Supreme Court nominee Ketanji Brown Jackson testified before the Senate Judiciary Committee for three days. A vote on her nomination is April 4.
Photo courtesy of ABA
The Standing Committee, which rated Jackson “Well Qualified,” its highest rating, was represented by committee chair retired Judge Ann Claire Williams of Chicago and standing committee members D. Jean Veta of Washington, D.C., and Joseph M. Drayton of New York City, who were the Standing Committee’s lead evaluators.
During the questioning of Jackson in the first three days of the hearings, Democrats lauded her integrity, scholarship and diverse legal background. Republicans concentrated their questions on sentencing in child pornography cases, representation of Guantanamo detainees and critical race theory.
During the ABA testimony on day 4, Williams explained to the Senate committee that the ABA does not “recommend or endorse any nominee.” She helped explain that the Standing Committee is independent from the ABA and tasked just with the evaluations, and noted the importance of confidentiality in the process.
When asked if the evaluation found any evidence that Jackson was soft on crime, Veta said one of the respondents said they “vehemently disagree” while another said it was “absolutely not borne out based on my experience.” As far as being out of the mainstream in sentencing, Drayton said that of all the prosecutors and defense attorneys interviewed who worked with Jackson, “none of them believed she showed any bias.”
The Standing Committee has conducted its independent, nonpartisan and comprehensive evaluations of the professional qualifications of nominees to the federal bench since 1953. For the evaluation of Jackson, the committee invited input from 1,990 judges and 865 lawyers and other professionals. Three independent reading groups made up of more than 50 law professors and legal experts studied the writing of Jackson.
More than 250 judges, attorneys and academics of all political persuasions and across every aspect of Jackson’s professional career responded and consistently used the words “brilliant,” “thoughtful,” “thorough,” “beyond reproach,” “fair,” “respectful” and “eminently qualified.”
The evaluation, which is based solely on the nominee’s integrity, professional competence and judicial temperament, does not consider ideology.

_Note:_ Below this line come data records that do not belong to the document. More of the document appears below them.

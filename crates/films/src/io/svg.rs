use std::fmt::Write as _;

use crate::{
    algorithms::contours::simplified_contours,
    error::Result,
    io::ExportFormat,
    traits::FilmEncoder,
    types::Film,
};

/// Simplified outer contours as one SVG path per region.
#[derive(Debug, Clone)]
pub struct SvgEncoder {
    pub approximation_factor: f64,
}

impl Default for SvgEncoder {
    fn default() -> Self {
        Self {
            approximation_factor: 0.002,
        }
    }
}

impl FilmEncoder for SvgEncoder {
    fn format(&self) -> ExportFormat {
        ExportFormat::Svg
    }

    fn encode(&self, film: &Film) -> Result<Vec<u8>> {
        let (width, height) = (film.width(), film.height());
        let mut svg = format!(
            "<?xml version=\"1.0\" encoding=\"UTF-8\"?>\n\
             <svg xmlns=\"http://www.w3.org/2000/svg\" width=\"{width}\" height=\"{height}\" \
             viewBox=\"0 0 {width} {height}\">\n"
        );
        for contour in simplified_contours(&film.mask, self.approximation_factor) {
            let mut d = String::new();
            for (i, [x, y]) in contour.points.iter().enumerate() {
                let op = if i == 0 { 'M' } else { 'L' };
                let _ = write!(d, "{op} {x},{y} ");
            }
            d.push('Z');
            let _ = writeln!(svg, "  <path fill=\"{}\" d=\"{d}\"/>", film.hex());
        }
        svg.push_str("</svg>\n");
        Ok(svg.into_bytes())
    }
}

Some peer comments on Jackson that were offered confidentially included: “She is off-the-charts in terms of her integrity and judicial temperament;” “She is one of the brightest legal minds in the country with a well-rounded set of experiences in the legal system and judiciary;” “She is humble and with no sense of entitlement;” and “I cannot think of anyone more qualified or better-suited to sit on the High Court.”
The three diverse reading groups, which spent hundreds of hours going through Jackson’s writings, all found her to demonstrate the highest level of legal scholarship. One reading group member said that Jackson “has that wonderful combination of high intelligence and common sense. She thinks analytically and is a clear and persuasive writer. She can both craft an exceptionally intricate opinion and present it in a way that lawyers and non-lawyers alike can understand.”
The Standing Committee determined that during Jackson’s eight years as a U.S. District Court Judge, only 10 of her 578 opinions, dispositive orders or orders affecting injunctive relief decisions were reversed by the United States Court of Appeals for the District of Columbia Circuit, in whole or in part. One of those reversals was itself reversed by the Supreme Court.
In its testimony the Standing Committee raised the issue of whether Jackson, who served two years as a federal public defender, represented Guantanamo Bay defendants and spent time on the Sentencing Commission, possessed “open-mindedness,” “freedom from bias” and “commitment to equal justice under the law,” and whether she demonstrated any bias that favored criminal defendants. The committee found no judge, attorney or other respondent who raised concerns about those issues. “She is faithful to the rule of law, even if she sometimes may personally disagree with an outcome,” one respondent said.
The Senate Judiciary Committee is expected to vote on moving Jackson’s nomination forward on April 4.